**What needs to be done:** In the records below, the line with "assert_eq!(e.stored_size(), 14);" opens the range and the line with "vec![1, 2, 3]);" closes it; print that range exactly and nothing else.

**Record extracts:**
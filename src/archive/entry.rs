//! In-memory archive entries.
//!
//! An [`Entry`] pairs a validated path with a [`Payload`] that tracks which
//! transforms the stored bytes have undergone. The on-disk `COMPRESSED` and
//! `ENCRYPTED` flags are derived from the payload variant at serialize
//! time, so the flags can never disagree with the bytes.

use std::time::SystemTime;

use crate::compress;
use crate::entry_path::EntryPath;
use crate::format::{detect, EntryFlags, EntryHeader, FileType, Record};
use crate::hash::{self, Digest};
use crate::{Error, Result};

/// The stored bytes of an entry, tagged by the transforms applied to them.
///
/// The canonical transform order is digest, then encrypt, then compress, so
/// [`Payload::EncryptedCompressed`] holds `deflate(aes_cbc(plain))` and
/// extraction always decompresses before it decrypts.
#[derive(Debug, Clone, PartialEq, Eq)]
pub enum Payload {
    /// The original plaintext, stored verbatim.
    Plain(Vec<u8>),
    /// A DEFLATE stream of the plaintext.
    Compressed(Vec<u8>),
    /// AES-256-CBC ciphertext of the plaintext.
    Encrypted(Vec<u8>),
    /// A DEFLATE stream of the ciphertext.
    EncryptedCompressed(Vec<u8>),
}

impl Payload {
    /// Returns the stored bytes.
    pub fn bytes(&self) -> &[u8] {
        match self {
            Payload::Plain(b)
            | Payload::Compressed(b)
            | Payload::Encrypted(b)
            | Payload::EncryptedCompressed(b) => b,
        }
    }

    /// Returns the on-disk length of the stored bytes.
    pub fn stored_size(&self) -> u64 {
        self.bytes().len() as u64
    }

    /// Returns true if the stored bytes are a DEFLATE stream.
    pub fn is_compressed(&self) -> bool {
        matches!(self, Payload::Compressed(_) | Payload::EncryptedCompressed(_))
    }

    /// Returns true if the payload is ciphertext under any compression.
    pub fn is_encrypted(&self) -> bool {
        matches!(self, Payload::Encrypted(_) | Payload::EncryptedCompressed(_))
    }

    /// Returns the transform flag bits this payload contributes.
    pub fn flag_bits(&self) -> u32 {
        let mut bits = 0;
        if self.is_compressed() {
            bits |= EntryFlags::COMPRESSED;
        }
        if self.is_encrypted() {
            bits |= EntryFlags::ENCRYPTED;
        }
        bits
    }

    /// Reconstructs the payload variant from on-disk flags.
    pub(crate) fn from_flags(flags: EntryFlags, bytes: Vec<u8>) -> Self {
        match (
            flags.contains(EntryFlags::ENCRYPTED),
            flags.contains(EntryFlags::COMPRESSED),
        ) {
            (false, false) => Payload::Plain(bytes),
            (false, true) => Payload::Compressed(bytes),
            (true, false) => Payload::Encrypted(bytes),
            (true, true) => Payload::EncryptedCompressed(bytes),
        }
    }
}

/// One logical file stored in an archive.
///
/// The digest is fixed when the entry is created from plaintext and never
/// changes afterwards; transforms only replace the stored payload.
#[derive(Debug, Clone)]
pub struct Entry {
    path: EntryPath,
    payload: Payload,
    original_size: u64,
    file_type: u32,
    attr_flags: EntryFlags,
    digest: Digest,
    created: SystemTime,
    modified: SystemTime,
    compression_level: u32,
}

impl Entry {
    /// Creates an entry from caller-supplied plaintext.
    ///
    /// The digest and file type hint are computed here, and both timestamps
    /// are set to the current time.
    pub fn from_plaintext(path: EntryPath, data: Vec<u8>) -> Self {
        let now = SystemTime::now();
        Self {
            digest: hash::digest(&data),
            original_size: data.len() as u64,
            file_type: detect::detect(&data).code(),
            payload: Payload::Plain(data),
            path,
            attr_flags: EntryFlags::default(),
            created: now,
            modified: now,
            compression_level: compress::DEFAULT_LEVEL,
        }
    }

    /// Rebuilds an entry from a parsed on-disk record.
    pub(crate) fn from_record(record: Record, index: usize) -> Result<Self> {
        let path = EntryPath::new(&record.path)?;
        let payload = Payload::from_flags(record.header.flags, record.payload);

        // A plain payload must be exactly the original bytes.
        if let Payload::Plain(bytes) = &payload {
            if bytes.len() as u64 != record.header.original_size {
                return Err(Error::invalid_entry(
                    index,
                    format!(
                        "plain payload is {} bytes but original size is {}",
                        bytes.len(),
                        record.header.original_size
                    ),
                ));
            }
        }
        if let Payload::Encrypted(bytes) = &payload {
            if bytes.is_empty() || bytes.len() % 16 != 0 {
                return Err(Error::invalid_entry(
                    index,
                    "encrypted payload is not a whole number of cipher blocks",
                ));
            }
        }

        let now = SystemTime::now();
        Ok(Self {
            path,
            payload,
            original_size: record.header.original_size,
            file_type: record.header.file_type,
            attr_flags: EntryFlags::from_bits(
                record.header.flags.bits()
                    & !(EntryFlags::COMPRESSED | EntryFlags::ENCRYPTED),
            ),
            digest: record.digest,
            created: now,
            modified: now,
            compression_level: compress::DEFAULT_LEVEL,
        })
    }

    /// Serializes the entry to its on-disk record form.
    pub(crate) fn to_record(&self) -> Record {
        Record {
            header: EntryHeader {
                path_length: self.path.as_bytes().len() as u16,
                original_size: self.original_size,
                stored_size: self.payload.stored_size(),
                file_type: self.file_type,
                flags: self.flags(),
            },
            path: self.path.as_str().to_string(),
            payload: self.payload.bytes().to_vec(),
            digest: self.digest,
        }
    }

    /// Returns the archive path.
    pub fn path(&self) -> &EntryPath {
        &self.path
    }

    /// Returns the stored payload.
    pub fn payload(&self) -> &Payload {
        &self.payload
    }

    /// Replaces the stored payload, returning the previous one.
    pub(crate) fn replace_payload(&mut self, payload: Payload) -> Payload {
        std::mem::replace(&mut self.payload, payload)
    }

    /// Returns the uncompressed, unencrypted payload length.
    pub fn original_size(&self) -> u64 {
        self.original_size
    }

    /// Returns the on-disk payload length.
    pub fn stored_size(&self) -> u64 {
        self.payload.stored_size()
    }

    /// Returns the complete flag bits: filesystem attributes plus the
    /// transform bits derived from the payload variant.
    pub fn flags(&self) -> EntryFlags {
        EntryFlags::from_bits(self.attr_flags.bits() | self.payload.flag_bits())
    }

    /// Returns the SHA-256 of the original plaintext.
    pub fn digest(&self) -> &Digest {
        &self.digest
    }

    /// Returns the file type hint.
    pub fn file_type(&self) -> FileType {
        FileType::from_code(self.file_type)
    }

    /// Returns the raw on-disk file type code.
    pub fn file_type_code(&self) -> u32 {
        self.file_type
    }

    /// Returns true if the stored payload is compressed.
    pub fn is_compressed(&self) -> bool {
        self.payload.is_compressed()
    }

    /// Returns true if the stored payload is encrypted.
    pub fn is_encrypted(&self) -> bool {
        self.payload.is_encrypted()
    }

    /// Returns true if the entry carries the directory attribute.
    pub fn is_directory(&self) -> bool {
        self.attr_flags.contains(EntryFlags::DIRECTORY)
    }

    /// Returns the creation time recorded for this entry.
    pub fn created(&self) -> SystemTime {
        self.created
    }

    /// Returns the modification time recorded for this entry.
    pub fn modified(&self) -> SystemTime {
        self.modified
    }

    pub(crate) fn set_created(&mut self, time: SystemTime) {
        self.created = time;
    }

    pub(crate) fn set_modified(&mut self, time: SystemTime) {
        self.modified = time;
    }

    pub(crate) fn set_attr(&mut self, bit: u32, value: bool) {
        self.attr_flags.set(bit, value);
    }

    /// Returns the DEFLATE level used for this entry's payload.
    pub fn compression_level(&self) -> u32 {
        self.compression_level
    }

    pub(crate) fn set_compression_level(&mut self, level: u32) {
        self.compression_level = level;
    }

    /// Returns the stored-to-original size ratio as a percentage.
    ///
    /// 100.0 means no saving; smaller is better. Empty entries report 0.
    pub fn compression_ratio(&self) -> f64 {
        if self.original_size == 0 {
            0.0
        } else {
            100.0 * self.stored_size() as f64 / self.original_size as f64
        }
    }
}

#[cfg(test)]
mod tests {
    use super::*;
    use crate::format::EntryFlags;

    fn entry(data: &[u8]) -> Entry {
        Entry::from_plaintext(EntryPath::new("test.bin").unwrap(), data.to_vec())
    }

    #[test]
    fn test_from_plaintext_fixes_digest_and_sizes() {
        let e = entry(b"Hello, world!\n");
        assert_eq!(e.original_size(), 14);
        assert_eq!(e.stored_size(), 14);
        assert!(hash::to_hex(e.digest()).starts_with("d9014c46"));
        assert_eq!(e.file_type(), FileType::Text);
        assert!(!e.is_compressed());
        assert!(!e.is_encrypted());
    }

    #[test]
    fn test_payload_flag_derivation() {
        assert_eq!(Payload::Plain(vec![]).flag_bits(), 0);
        assert_eq!(
            Payload::Compressed(vec![]).flag_bits(),
            EntryFlags::COMPRESSED
        );
        assert_eq!(Payload::Encrypted(vec![]).flag_bits(), EntryFlags::ENCRYPTED);
        assert_eq!(
            Payload::EncryptedCompressed(vec![]).flag_bits(),
            EntryFlags::COMPRESSED | EntryFlags::ENCRYPTED
        );
    }

    #[test]
    fn test_payload_from_flags_roundtrip() {
        for bits in [
            0,
            EntryFlags::COMPRESSED,
            EntryFlags::ENCRYPTED,
            EntryFlags::COMPRESSED | EntryFlags::ENCRYPTED,
        ] {
            let payload = Payload::from_flags(EntryFlags::from_bits(bits), vec![1, 2, 3]);
            assert_eq!(payload.flag_bits(), bits);
        }
    }

    #[test]
    fn test_record_roundtrip_preserves_identity() {
        let mut e = entry(b"some payload");
        e.set_attr(EntryFlags::READONLY, true);
        let record = e.to_record();
        assert_eq!(record.header.path_length, 8);
        assert_eq!(record.header.original_size, 12);

        let back = Entry::from_record(record, 0).unwrap();
        assert_eq!(back.path().as_str(), "test.bin");
        assert_eq!(back.digest(), e.digest());
        assert_eq!(back.flags().bits(), e.flags().bits());
        assert_eq!(back.original_size(), e.original_size());
    }

    #[test]
    fn test_from_record_rejects_plain_size_mismatch() {
        let mut record = entry(b"abcd").to_record();
        record.header.original_size = 99;
        assert!(matches!(
            Entry::from_record(record, 3).unwrap_err(),
            Error::InvalidEntry { index: 3, .. }
        ));
    }

    #[test]
    fn test_from_record_rejects_unaligned_ciphertext() {
        let mut record = entry(b"abcd").to_record();
        record.header.flags = EntryFlags::from_bits(EntryFlags::ENCRYPTED);
        // 4 payload bytes cannot be AES ciphertext.
        assert!(matches!(
            Entry::from_record(record, 0).unwrap_err(),
            Error::InvalidEntry { .. }
        ));
    }

    #[test]
    fn test_replace_payload_updates_flags() {
        let mut e = entry(b"data");
        e.replace_payload(Payload::Encrypted(vec![0u8; 16]));
        assert!(e.is_encrypted());
        assert_eq!(e.stored_size(), 16);
        // The digest is untouched by payload replacement.
        assert_eq!(e.digest(), &hash::digest(b"data"));
    }

    #[test]
    fn test_compression_ratio() {
        let mut e = entry(&[0x41u8; 1000]);
        assert_eq!(e.compression_ratio(), 100.0);
        e.replace_payload(Payload::Compressed(vec![0u8; 100]));
        assert!((e.compression_ratio() - 10.0).abs() < f64::EPSILON);

        let empty = entry(b"");
        assert_eq!(empty.compression_ratio(), 0.0);
    }
}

**Response:**
        assert_eq!(e.stored_size(), 14);
        assert!(hash::to_hex(e.digest()).starts_with("d9014c46"));
        assert_eq!(e.file_type(), FileType::Text);
        assert!(!e.is_compressed());
        assert!(!e.is_encrypted());
    }

    #[test]
    fn test_payload_flag_derivation() {
        assert_eq!(Payload::Plain(vec![]).flag_bits(), 0);
        assert_eq!(
            Payload::Compressed(vec![]).flag_bits(),
            EntryFlags::COMPRESSED
        );
        assert_eq!(Payload::Encrypted(vec![]).flag_bits(), EntryFlags::ENCRYPTED);
        assert_eq!(
            Payload::EncryptedCompressed(vec![]).flag_bits(),
            EntryFlags::COMPRESSED | EntryFlags::ENCRYPTED
        );
    }

    #[test]
    fn test_payload_from_flags_roundtrip() {
        for bits in [
            0,
            EntryFlags::COMPRESSED,
            EntryFlags::ENCRYPTED,
            EntryFlags::COMPRESSED | EntryFlags::ENCRYPTED,
        ] {
            let payload = Payload::from_flags(EntryFlags::from_bits(bits), vec![1, 2, 3]);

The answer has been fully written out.